Lors de l'entrevue accordée à La Presse Affaires, M. Bolduc a par ailleurs vanté les mérites de l'entrepreneur Tony Accurso, l'ami de son président par qui est arrivé l'accroc à la bonne gouvernance.

«Accurso, précise M. Bolduc, a souvent repris des entreprises sur le bord de la faillite et il les a relancées en sauvant des emplois. Au fil des années, il s'est développé une confiance dans la capacité de cet entrepreneur à faire des succès avec les investissements que nous avons faits dans ses entreprises.»

M. Bolduc a tenu à rappeler que les investissements de 114 millions du Fonds de la FTQ dans les entreprises de M. Accurso (dont le groupe Simard-Beaudry) ont rapporté un intéressant rendement de 12,8% par année. C'est l'un des meilleurs partenaires du Fonds, avec BioChem Pharma.

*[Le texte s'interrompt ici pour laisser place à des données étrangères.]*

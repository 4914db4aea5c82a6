//! In-memory board store with settable column geometry.

use std::collections::HashMap;
use std::sync::{Arc, PoisonError, RwLock, RwLockReadGuard, RwLockWriteGuard};

use crate::board::{
    domain::{ContainerId, Item, ItemId, Rect},
    ports::{BoardStore, BoardStoreError, BoardStoreResult, ContainerGeometry},
};

/// Thread-safe in-memory board.
///
/// Columns keep insertion order, which is also their presentation order for
/// hit testing.
#[derive(Debug, Clone, Default)]
pub struct InMemoryBoard {
    state: Arc<RwLock<InMemoryBoardState>>,
}

#[derive(Debug, Default)]
struct InMemoryBoardState {
    columns: Vec<Column>,
    items: HashMap<ItemId, Item>,
}

#[derive(Debug)]
struct Column {
    id: ContainerId,
    item_ids: Vec<ItemId>,
    bounds: Option<Rect>,
}

impl InMemoryBoardState {
    fn column(&self, id: &ContainerId) -> Option<&Column> {
        self.columns.iter().find(|column| column.id == *id)
    }

    fn column_mut(&mut self, id: &ContainerId) -> Option<&mut Column> {
        self.columns.iter_mut().find(|column| column.id == *id)
    }
}

impl InMemoryBoard {
    /// Creates an empty board.
    #[must_use]
    pub fn new() -> Self {
        Self::default()
    }

    fn read(&self) -> BoardStoreResult<RwLockReadGuard<'_, InMemoryBoardState>> {
        self.state.read().map_err(|err| {
            BoardStoreError::persistence(std::io::Error::other(err.to_string()))
        })
    }

    fn write(&self) -> BoardStoreResult<RwLockWriteGuard<'_, InMemoryBoardState>> {
        self.state.write().map_err(|err| {
            BoardStoreError::persistence(std::io::Error::other(err.to_string()))
        })
    }

    /// Appends a column after the existing ones.
    ///
    /// # Errors
    ///
    /// Returns [`BoardStoreError::DuplicateContainer`] when the column
    /// already exists.
    pub fn add_container(&self, id: ContainerId) -> BoardStoreResult<()> {
        let mut state = self.write()?;
        if state.column(&id).is_some() {
            return Err(BoardStoreError::DuplicateContainer(id));
        }
        state.columns.push(Column {
            id,
            item_ids: Vec::new(),
            bounds: None,
        });
        Ok(())
    }

    /// Sets or clears the current bounds of a column, as a layout pass
    /// would.
    ///
    /// # Errors
    ///
    /// Returns [`BoardStoreError::ContainerNotFound`] for unknown columns.
    pub fn set_bounds(&self, id: &ContainerId, bounds: Option<Rect>) -> BoardStoreResult<()> {
        let mut state = self.write()?;
        let column = state
            .column_mut(id)
            .ok_or_else(|| BoardStoreError::ContainerNotFound(id.clone()))?;
        column.bounds = bounds;
        Ok(())
    }

    /// Adds an item to the end of its column.
    ///
    /// # Errors
    ///
    /// Returns [`BoardStoreError::DuplicateItem`] when the identifier is
    /// taken and [`BoardStoreError::ContainerNotFound`] when the item's
    /// column does not exist.
    pub fn insert_item(&self, item: Item) -> BoardStoreResult<()> {
        let mut state = self.write()?;
        if state.items.contains_key(item.id()) {
            return Err(BoardStoreError::DuplicateItem(item.id().clone()));
        }
        let column = state
            .column_mut(item.container_id())
            .ok_or_else(|| BoardStoreError::ContainerNotFound(item.container_id().clone()))?;
        column.item_ids.push(item.id().clone());
        state.items.insert(item.id().clone(), item);
        Ok(())
    }

    /// Finds an item by identifier.
    ///
    /// # Errors
    ///
    /// Returns [`BoardStoreError::Persistence`] when the board lock is
    /// poisoned.
    pub fn item(&self, id: &ItemId) -> BoardStoreResult<Option<Item>> {
        Ok(self.read()?.items.get(id).cloned())
    }

    /// Returns the ordered item identifiers of a column.
    ///
    /// # Errors
    ///
    /// Returns [`BoardStoreError::ContainerNotFound`] for unknown columns.
    pub fn items_in(&self, id: &ContainerId) -> BoardStoreResult<Vec<ItemId>> {
        let state = self.read()?;
        state
            .column(id)
            .map(|column| column.item_ids.clone())
            .ok_or_else(|| BoardStoreError::ContainerNotFound(id.clone()))
    }
}

impl BoardStore for InMemoryBoard {
    fn container_of(&self, item_id: &ItemId) -> BoardStoreResult<Option<ContainerId>> {
        let state = self.read()?;
        let origin = state.items.get(item_id).map(Item::container_id);
        Ok(origin.cloned())
    }

    fn commit_move(&self, item_id: &ItemId, destination: &ContainerId) -> BoardStoreResult<()> {
        let mut state = self.write()?;
        if state.column(destination).is_none() {
            return Err(BoardStoreError::ContainerNotFound(destination.clone()));
        }
        let item = state
            .items
            .get_mut(item_id)
            .ok_or_else(|| BoardStoreError::ItemNotFound(item_id.clone()))?;
        let origin = item.container_id().clone();
        item.reassign(destination.clone());

        if let Some(column) = state.column_mut(&origin) {
            column.item_ids.retain(|id| id != item_id);
        }
        if let Some(column) = state.column_mut(destination) {
            column.item_ids.push(item_id.clone());
        }
        Ok(())
    }
}

impl ContainerGeometry for InMemoryBoard {
    fn containers(&self) -> Vec<ContainerId> {
        let state = self.state.read().unwrap_or_else(PoisonError::into_inner);
        state
            .columns
            .iter()
            .map(|column| column.id.clone())
            .collect()
    }

    fn bounds(&self, container_id: &ContainerId) -> Option<Rect> {
        let state = self.state.read().unwrap_or_else(PoisonError::into_inner);
        state.column(container_id).and_then(|column| column.bounds)
    }
}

Avis aux détracteurs de monsieur Accurso!

Quoi qu'il en soit, se vanter d'avoir mis en place des processus de vérification et de contrôle rigoureux dans la sélection des investissements du Fonds de solidarité, c'est une chose. Mais encore faut-il que des dirigeants du Fonds de solidarité et de la FTQ ne viennent pas bousiller la crédibilité de ces mécanismes de bonne gouvernance.

Il ne faut pas prendre les 573 000 actionnaires du Fonds de solidarité pour des tartes: ils savent que les gros investissements de 5 millions et plus du Fonds de solidarité doivent être approuvés par le conseil d'administration du Fonds, dont la majorité des membres provient de la FTQ.